In the acknowledgement section of a thesis or paper, the authors usually thank the funding institution of their research project and people who had significant impact on their publication.

When acknowledging companies/institutions in a publication, should they be informed beforehand? I mean, should authors ask for permissions before acknowledging any names in a publication?


3 Answers 3


If the agency provides funding, and you are not sure about their policy, you can always contact the person who administers your grant to find out.

Some private foundations do have specific requests for acknowledgement. For example, I seem to remember that the Templeton Foundation likes authors to include a statement such as "The opinions expressed here are those of the author and not necessarily those of the John Templeton Foundation."

Your grant agent can surely tell you about this. And they will almost certainly be happy to hear you are publishing something with their support.
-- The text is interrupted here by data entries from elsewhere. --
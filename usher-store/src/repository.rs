//! Repository trait definitions (Ports)
//!
//! These traits define the storage interface for the domain.
//! Implementations can be PostgreSQL, in-memory, or mock for testing.
//!
//! Plain reads and writes live on the per-entity repositories. Every
//! capacity-changing decision lives on the aggregate [`Store`] as a named
//! conditional transaction with a typed outcome; the adapter supplies the
//! atomicity (a single write guard in memory, a SQL transaction in Postgres).

use crate::error::StoreError;
use async_trait::async_trait;
use usher_domain::{Attendee, BuyerId, Event, EventId, LedgerEntry, Order, OrderId, SeatQuantity};

/// Repository for Event entities
#[async_trait]
pub trait EventRepository: Send + Sync {
    /// Save an event (insert or update)
    async fn save(&self, event: &Event) -> Result<(), StoreError>;

    /// Find an event by ID
    async fn find_by_id(&self, id: EventId) -> Result<Option<Event>, StoreError>;

    /// List all events, newest first
    async fn list(&self) -> Result<Vec<Event>, StoreError>;
}

/// Repository for Order entities
#[async_trait]
pub trait OrderRepository: Send + Sync {
    /// Save an order (insert or update)
    async fn save(&self, order: &Order) -> Result<(), StoreError>;

    /// Find an order by ID
    async fn find_by_id(&self, id: OrderId) -> Result<Option<Order>, StoreError>;

    /// Find all orders placed by a buyer, newest first
    async fn find_by_buyer(&self, buyer_id: BuyerId) -> Result<Vec<Order>, StoreError>;

    /// Find the order backing a checkout session
    async fn find_by_session(&self, session_id: &str) -> Result<Option<Order>, StoreError>;
}

/// Repository for Attendee records
///
/// Read-only: attendees are created exclusively inside the [`Store`]
/// transactions so the duplicate-join guard and the seat decrement
/// commit or fail together.
#[async_trait]
pub trait AttendeeRepository: Send + Sync {
    /// Find the attendee record for a buyer at an event
    async fn find(
        &self,
        event_id: EventId,
        buyer_id: BuyerId,
    ) -> Result<Option<Attendee>, StoreError>;

    /// List everyone attending an event
    async fn list_for_event(&self, event_id: EventId) -> Result<Vec<Attendee>, StoreError>;
}

/// Repository for the idempotency ledger
///
/// Read-only for the same reason as [`AttendeeRepository`]: entries are
/// written only inside the transactions they guard.
#[async_trait]
pub trait LedgerRepository: Send + Sync {
    /// Find a processed-notification entry
    async fn find(&self, notification_id: &str) -> Result<Option<LedgerEntry>, StoreError>;
}

// =============================================================================
// Conditional transaction inputs
// =============================================================================

/// Input for [`Store::commit_reservation`]: the seat hold to finalize.
#[derive(Debug, Clone)]
pub struct SeatHold {
    pub event_id: EventId,
    pub buyer_id: BuyerId,
    /// Buyer email, copied onto the attendee record for free events
    pub email: String,
    /// The pending order this hold belongs to
    pub order_id: OrderId,
    pub quantity: SeatQuantity,
    /// Free events confirm synchronously: create the attendee record and
    /// close the order in the same transaction as the seat decrement
    pub confirm_immediately: bool,
}

/// Input for [`Store::record_confirmation`]: a "payment succeeded"
/// notification to apply.
#[derive(Debug, Clone)]
pub struct AttendanceConfirmation {
    /// External notification id, the idempotency key
    pub notification_id: String,
    pub event_id: EventId,
    pub buyer_id: BuyerId,
    pub email: String,
    pub order_id: Option<OrderId>,
}

/// Input for [`Store::record_release`]: a "payment failed or expired"
/// notification to apply.
#[derive(Debug, Clone)]
pub struct SeatRelease {
    /// External notification id, the idempotency key
    pub notification_id: String,
    pub event_id: EventId,
    /// Seats to return, echoed from the session metadata
    pub quantity: SeatQuantity,
    pub order_id: Option<OrderId>,
}

// =============================================================================
// Conditional transaction outcomes
// =============================================================================

/// Outcome of [`Store::commit_reservation`]
#[derive(Debug, Clone, Copy, PartialEq, Eq)]
pub enum HoldOutcome {
    /// Seats decremented; the hold is committed
    Held,
    /// Validation failed against the live document: not enough seats
    SoldOut {
        /// Seats actually remaining
        available: u32,
    },
    /// An attendee record already exists for this buyer
    AlreadyJoined,
}

/// Outcome of [`Store::record_confirmation`]
#[derive(Debug, Clone, Copy, PartialEq, Eq)]
pub enum NotificationOutcome {
    /// First delivery; side effects applied
    Applied,
    /// Ledger hit; nothing changed
    Duplicate,
}

/// Outcome of [`Store::record_release`]
#[derive(Debug, Clone, Copy, PartialEq, Eq)]
pub enum ReleaseOutcome {
    /// Seats returned to the pool, order expired
    Released,
    /// Ledger hit; nothing changed
    Duplicate,
    /// The order already reached a terminal state through another path;
    /// the ledger entry was written but the seat increment was skipped
    OrderAlreadyClosed,
}

/// Outcome of [`Store::reclaim_abandoned_order`]
#[derive(Debug, Clone, Copy, PartialEq, Eq)]
pub enum ReclaimOutcome {
    /// Seats returned, order expired
    Reclaimed {
        /// Seats that were returned
        quantity: u32,
    },
    /// Another path already closed or settled the order; nothing changed
    AlreadyClosed,
}

// =============================================================================
// Aggregate store
// =============================================================================

/// Combined store interface: repository access plus the conditional
/// transactions that finalize every capacity-changing decision.
#[async_trait]
pub trait Store: Send + Sync {
    /// Get event repository
    fn events(&self) -> &dyn EventRepository;

    /// Get order repository
    fn orders(&self) -> &dyn OrderRepository;

    /// Get attendee repository
    fn attendees(&self) -> &dyn AttendeeRepository;

    /// Get ledger repository
    fn ledger(&self) -> &dyn LedgerRepository;

    /// Finalize a seat hold against the live event document.
    ///
    /// Atomically: re-check no attendee record exists for the buyer,
    /// re-check `available_seats >= quantity`, decrement, and (free events
    /// only) create the attendee record and confirm the order.
    async fn commit_reservation(&self, hold: &SeatHold) -> Result<HoldOutcome, StoreError>;

    /// Apply a "payment succeeded" notification.
    ///
    /// Atomically: skip if the ledger already has the notification id,
    /// otherwise create the attendee record (if absent), mark the order
    /// paid, and write the ledger entry. Never touches seat counts; those
    /// were decremented at reserve time.
    async fn record_confirmation(
        &self,
        confirmation: &AttendanceConfirmation,
    ) -> Result<NotificationOutcome, StoreError>;

    /// Apply a "payment failed or expired" notification.
    ///
    /// Atomically: skip if the ledger already has the notification id; if
    /// the order is already expired or cancelled, write the ledger entry
    /// but skip the seat increment; otherwise increment `available_seats`,
    /// expire the order, and write the ledger entry.
    async fn record_release(&self, release: &SeatRelease) -> Result<ReleaseOutcome, StoreError>;

    /// Return the seats behind an abandoned order whose checkout session
    /// the gateway reports as already terminal.
    ///
    /// Atomically: re-read the order and, only if it is still pending or
    /// failed, increment `available_seats` by its quantity and expire it.
    async fn reclaim_abandoned_order(&self, order_id: OrderId)
        -> Result<ReclaimOutcome, StoreError>;
}
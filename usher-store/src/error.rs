//! Storage layer errors

use thiserror::Error;

/// Errors that can occur in the storage layer
#[derive(Debug, Error)]
pub enum StoreError {
    /// Entity not found
    #[error("Entity not found: {entity_type} with id {id}")]
    NotFound {
        /// Type of entity (event, order, attendee)
        entity_type: String,
        /// Entity ID
        id: String,
    },

    /// Duplicate entity (unique constraint violation)
    #[error("Duplicate entity: {entity_type} with id {id}")]
    Duplicate {
        /// Type of entity
        entity_type: String,
        /// Entity ID
        id: String,
    },

    /// Database error
    #[error("Database error: {0}")]
    Database(String),

    /// Connection error
    #[error("Connection error: {0}")]
    Connection(String),

    /// Deserialization error (reading stored rows back into entities)
    #[error("Deserialization error: {0}")]
    Deserialization(String),

    /// Domain error passthrough
    #[error("Domain error: {0}")]
    Domain(#[from] usher_domain::DomainError),
}

impl StoreError {
    /// Create a not found error
    pub fn not_found(entity_type: impl Into<String>, id: impl Into<String>) -> Self {
        Self::NotFound {
            entity_type: entity_type.into(),
            id: id.into(),
        }
    }

    /// Create a duplicate error
    pub fn duplicate(entity_type: impl Into<String>, id: impl Into<String>) -> Self {
        Self::Duplicate {
            entity_type: entity_type.into(),
            id: id.into(),
        }
    }
}

#[cfg(feature = "postgres")]
impl From<sqlx::Error> for StoreError {
    fn from(err: sqlx::Error) -> Self {
        match err {
            sqlx::Error::RowNotFound => StoreError::NotFound {
                entity_type: "unknown".to_string(),
                id: "unknown".to_string(),
            },
            sqlx::Error::Database(db_err) => {
                // Check for unique constraint violation
                if db_err.code().map(|c| c == "23505").unwrap_or(false) {
                    StoreError::Duplicate {
                        entity_type: "unknown".to_string(),
                        id: "unknown".to_string(),
                    }
                } else {
                    StoreError::Database(db_err.to_string())
                }
            },
            _ => StoreError::Database(err.to_string()),
        }
    }
}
As long as you're not publishing their logo, you should be able to print their name in an acknowledgement section. However, if you are getting sponsored by them, it may be necessary (according to terms of agreement(s) or as a courtesy) to show their logo.

  • 6
    Do any funding agencies or corporations actually require including a logo when acknowledging a grant in a research paper? I've never seen this done. Jul 31, 2014 at 2:15
  • I don't know, I'm only speaking as a someone in Law, and what could be expected by a funding agency, not as an academic.
    – Marxos
    Jul 31, 2014 at 2:21
  • I've seen requests from EU agencies that mandate logos - they're omitted where they're not feasible (article in proceedings publications), but mandatory elsewhere - i.e., book or technical report publications, posters, conference presentations. Other agencies may require a specific wording in acknowledgements and listing the specific grant name, instead of simply mentioning the agency.
    – Peteris
    Jul 31, 2014 at 16:23

It likely depends on what field, and what you're acknowledging them for.
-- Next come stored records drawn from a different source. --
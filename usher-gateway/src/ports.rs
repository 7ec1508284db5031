//! Payment gateway port definitions.
//!
//! The port isolates the reservation engine from the concrete payment
//! provider. Adapters implement it for a hosted-checkout REST API and
//! for tests.

use async_trait::async_trait;
use chrono::{DateTime, Utc};
use serde::{Deserialize, Serialize};

use usher_domain::{BuyerId, EventId, OrderId, Price};

use crate::error::GatewayError;

// =============================================================================
// Payment Gateway Port
// =============================================================================

/// Port for hosted checkout operations.
///
/// Implementations:
/// - `StubGateway` - For testing (sessions held in memory)
/// - `StripeCheckoutClient` - Hosted checkout over REST
#[async_trait]
pub trait PaymentGateway: Send + Sync {
    /// Create a hosted checkout session.
    ///
    /// The metadata travels with the session and comes back verbatim on
    /// every asynchronous payment notification; it is the only link between
    /// a notification and our records.
    async fn create_session(
        &self,
        request: CheckoutRequest,
    ) -> Result<CheckoutSession, GatewayError>;

    /// Expire a checkout session so the buyer can no longer pay it.
    ///
    /// Expiring a session that is already expired or completed fails with
    /// an error for which [`GatewayError::is_terminal_state`] returns true.
    async fn expire_session(&self, session_id: &str) -> Result<(), GatewayError>;
}

// =============================================================================
// Checkout Types
// =============================================================================

/// Input for creating a hosted checkout session.
#[derive(Debug, Clone)]
pub struct CheckoutRequest {
    /// Product name shown on the payment page
    pub product_name: String,
    /// Price per seat
    pub unit_price: Price,
    /// Number of seats billed
    pub quantity: u32,
    /// Email prefilled on the payment page and echoed on notifications
    pub customer_email: String,
    /// Redirect after a successful payment
    pub success_url: String,
    /// Redirect after the buyer backs out
    pub cancel_url: String,
    /// When the gateway should expire the session on its own
    pub expires_at: DateTime<Utc>,
    /// Correlation data echoed back on notifications
    pub metadata: SessionMetadata,
}

/// A created checkout session.
#[derive(Debug, Clone, Serialize, Deserialize)]
pub struct CheckoutSession {
    /// Gateway-assigned session id
    pub id: String,
    /// Hosted payment page URL the buyer is redirected to
    pub url: String,
}

/// Correlation metadata attached to a checkout session.
///
/// The gateway stores these as opaque strings and echoes them back on every
/// notification about the session. `order_id` is absent only for sessions
/// created before an order existed; current flows always set it.
#[derive(Debug, Clone, Copy, PartialEq, Eq, Serialize, Deserialize)]
pub struct SessionMetadata {
    /// Event the seats belong to
    pub event_id: EventId,
    /// Buyer who opened the session
    pub buyer_id: BuyerId,
    /// Seats held by the session
    pub quantity: u32,
    /// Order the session pays for
    pub order_id: Option<OrderId>,
}

impl SessionMetadata {
    /// Flatten into the string key/value pairs gateways store.
    pub fn to_fields(&self) -> Vec<(&'static str, String)> {
        let mut fields = vec![
            ("event_id", self.event_id.to_string()),
            ("buyer_id", self.buyer_id.to_string()),
            ("quantity", self.quantity.to_string()),
        ];
        if let Some(order_id) = self.order_id {
            fields.push(("order_id", order_id.to_string()));
        }
        fields
    }
}

// =============================================================================
// Tests
// =============================================================================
In most medical journals, and as such most journals of "allied" fields like nursing or public health, you must name your funding sources, so institutes and companies take it as assumed that their names will be appearing in publications. One company that's funded projects of mine even provides the boilerplate language in their funding agreement.

If you're acknowledging them for help, or the reasons you'd acknowledge an individual, rather than for funding? Again, likely depends on the field - again, in medicine, many journals consider being in the acknowledgements section to be a tacit approval of the results of the paper, and require you seek permission to put them in the acknowledgements section.

Regardless of whether or not you need to, it's probably decent practice to let them know, especially if they're funding you, because it tells them you're doing productive things with their money.